*** Supplied information ***

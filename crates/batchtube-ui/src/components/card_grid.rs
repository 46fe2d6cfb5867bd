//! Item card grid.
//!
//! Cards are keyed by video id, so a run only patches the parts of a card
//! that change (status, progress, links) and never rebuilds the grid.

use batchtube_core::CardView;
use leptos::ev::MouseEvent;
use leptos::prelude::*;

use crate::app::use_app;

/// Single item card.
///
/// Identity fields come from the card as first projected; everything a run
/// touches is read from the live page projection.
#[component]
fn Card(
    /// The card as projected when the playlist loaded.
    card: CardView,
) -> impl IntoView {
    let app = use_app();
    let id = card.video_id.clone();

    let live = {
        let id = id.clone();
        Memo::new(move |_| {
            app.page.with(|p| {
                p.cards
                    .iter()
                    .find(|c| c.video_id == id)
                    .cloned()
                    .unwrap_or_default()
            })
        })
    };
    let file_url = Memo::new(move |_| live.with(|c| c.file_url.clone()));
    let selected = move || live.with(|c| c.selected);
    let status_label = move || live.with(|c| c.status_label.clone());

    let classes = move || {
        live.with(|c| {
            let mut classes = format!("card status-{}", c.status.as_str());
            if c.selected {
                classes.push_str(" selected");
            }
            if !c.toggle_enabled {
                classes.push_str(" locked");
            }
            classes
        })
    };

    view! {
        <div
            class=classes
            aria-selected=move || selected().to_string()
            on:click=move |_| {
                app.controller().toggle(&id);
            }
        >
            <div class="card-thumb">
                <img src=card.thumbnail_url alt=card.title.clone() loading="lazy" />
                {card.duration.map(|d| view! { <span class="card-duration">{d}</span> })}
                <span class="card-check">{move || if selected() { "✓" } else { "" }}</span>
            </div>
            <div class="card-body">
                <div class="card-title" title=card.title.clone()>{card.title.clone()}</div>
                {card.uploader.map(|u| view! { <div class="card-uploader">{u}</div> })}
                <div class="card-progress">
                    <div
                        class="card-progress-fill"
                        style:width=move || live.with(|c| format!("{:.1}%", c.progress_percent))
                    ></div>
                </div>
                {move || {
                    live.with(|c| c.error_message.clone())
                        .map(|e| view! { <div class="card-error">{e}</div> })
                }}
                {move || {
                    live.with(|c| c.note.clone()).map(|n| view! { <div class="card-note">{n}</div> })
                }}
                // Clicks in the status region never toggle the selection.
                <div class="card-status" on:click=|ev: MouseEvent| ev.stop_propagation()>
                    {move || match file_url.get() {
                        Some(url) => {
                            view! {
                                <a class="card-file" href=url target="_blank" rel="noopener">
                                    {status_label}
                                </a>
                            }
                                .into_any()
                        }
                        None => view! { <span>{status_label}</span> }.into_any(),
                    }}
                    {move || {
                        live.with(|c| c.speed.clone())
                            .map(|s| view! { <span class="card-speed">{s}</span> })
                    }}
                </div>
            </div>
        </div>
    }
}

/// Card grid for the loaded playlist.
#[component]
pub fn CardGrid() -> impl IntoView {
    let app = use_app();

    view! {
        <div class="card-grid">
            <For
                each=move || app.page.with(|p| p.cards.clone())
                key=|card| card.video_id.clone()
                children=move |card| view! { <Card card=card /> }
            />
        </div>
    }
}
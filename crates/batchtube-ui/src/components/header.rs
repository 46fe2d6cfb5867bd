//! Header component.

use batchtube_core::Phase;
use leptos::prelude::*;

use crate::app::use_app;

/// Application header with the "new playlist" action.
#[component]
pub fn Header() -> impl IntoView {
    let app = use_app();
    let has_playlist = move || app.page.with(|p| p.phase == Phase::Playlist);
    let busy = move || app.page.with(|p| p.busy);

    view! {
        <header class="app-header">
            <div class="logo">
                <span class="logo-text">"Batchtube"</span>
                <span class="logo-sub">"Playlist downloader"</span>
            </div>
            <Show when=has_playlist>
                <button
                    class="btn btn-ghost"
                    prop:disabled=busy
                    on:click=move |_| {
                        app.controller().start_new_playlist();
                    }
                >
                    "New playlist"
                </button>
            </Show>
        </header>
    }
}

*** End of Supplied information ***

• _What needs to be done_:
Output the entries exactly.

• _Solution for this task_:
filename crates/batchtube-ui/src/components/card_grid.rs
repository 46fe2d6cfb5867bd
//! Item card grid.
//!
//! Cards are keyed by video id, so a run only patches the parts of a card
//! that change (status, progress, links) and never rebuilds the grid.

use batchtube_core::CardView;
use leptos::ev::MouseEvent;
use leptos::prelude::*;

use crate::app::use_app;

/// Single item card.
///
/// Identity fields come from the card as first projected; everything a run
/// touches is read from the live page projection.
#[component]
fn Card(
    /// The card as projected when the playlist loaded.
    card: CardView,
) -> impl IntoView {
    let app = use_app();
    let id = card.video_id.clone();

    let live = {
        let id = id.clone();
        Memo::new(move |_| {
            app.page.with(|p| {
                p.cards
                    .iter()
                    .find(|c| c.video_id == id)
                    .cloned()
                    .unwrap_or_default()
            })
        })
    };
    let file_url = Memo::new(move |_| live.with(|c| c.file_url.clone()));
    let selected = move || live.with(|c| c.selected);
    let status_label = move || live.with(|c| c.status_label.clone());

    let classes = move || {
        live.with(|c| {
            let mut classes = format!("card status-{}", c.status.as_str());
            if c.selected {
                classes.push_str(" selected");
            }
            if !c.toggle_enabled {
                classes.push_str(" locked");
            }
            classes
        })
    };

    view! {
        <div
            class=classes
            aria-selected=move || selected().to_string()
            on:click=move |_| {
                app.controller().toggle(&id);
            }
        >
            <div class="card-thumb">
                <img src=card.thumbnail_url alt=card.title.clone() loading="lazy" />
                {card.duration.map(|d| view! { <span class="card-duration">{d}</span> })}
                <span class="card-check">{move || if selected() { "✓" } else { "" }}</span>
            </div>
            <div class="card-body">
                <div class="card-title" title=card.title.clone()>{card.title.clone()}</div>
                {card.uploader.map(|u| view! { <div class="card-uploader">{u}</div> })}
                <div class="card-progress">
                    <div
                        class="card-progress-fill"
                        style:width=move || live.with(|c| format!("{:.1}%", c.progress_percent))
                    ></div>
                </div>
                {move || {
                    live.with(|c| c.error_message.clone())
                        .map(|e| view! { <div class="card-error">{e}</div> })
                }}
                {move || {
                    live.with(|c| c.note.clone()).map(|n| view! { <div class="card-note">{n}</div> })
                }}
                // Clicks in the status region never toggle the selection.
                <div class="card-status" on:click=|ev: MouseEvent| ev.stop_propagation()>
                    {move || match file_url.get() {
                        Some(url) => {
                            view! {
                                <a class="card-file" href=url target="_blank" rel="noopener">
                                    {status_label}
                                </a>
                            }
                                .into_any()
                        }
                        None => view! { <span>{status_label}</span> }.into_any(),
                    }}
                    {move || {
                        live.with(|c| c.speed.clone())
                            .map(|s| view! { <span class="card-speed">{s}</span> })
                    }}
                </div>
            </div>
        </div>
    }
}

/// Card grid for the loaded playlist.
#[component]
pub fn CardGrid() -> impl IntoView {
    let app = use_app();

    view! {
        <div class="card-grid">
            <For
                each=move || app.page.with(|p| p.cards.clone())
                key=|card| card.video_id.clone()
                children=move |card| view! { <Card card=card /> }
            />
        </div>
    }
}
filename crates/batchtube-ui/src/components/header.rs
repository 46fe2d6cfb5867bd
//! Header component.

use batchtube_core::Phase;
use leptos::prelude::*;

use crate::app::use_app;

/// Application header with the "new playlist" action.
#[component]
pub fn Header() -> impl IntoView {
    let app = use_app();
    let has_playlist = move || app.page.with(|p| p.phase == Phase::Playlist);
    let busy = move || app.page.with(|p| p.busy);

    view! {
        <header class="app-header">
            <div class="logo">
                <span class="logo-text">"Batchtube"</span>
                <span class="logo-sub">"Playlist downloader"</span>
            </div>
            <Show when=has_playlist>
                <button
                    class="btn btn-ghost"
                    prop:disabled=busy
                    on:click=move |_| {
                        app.controller().start_new_playlist();
                    }
                >
                    "New playlist"
                </button>
            </Show>
        </header>
    }
}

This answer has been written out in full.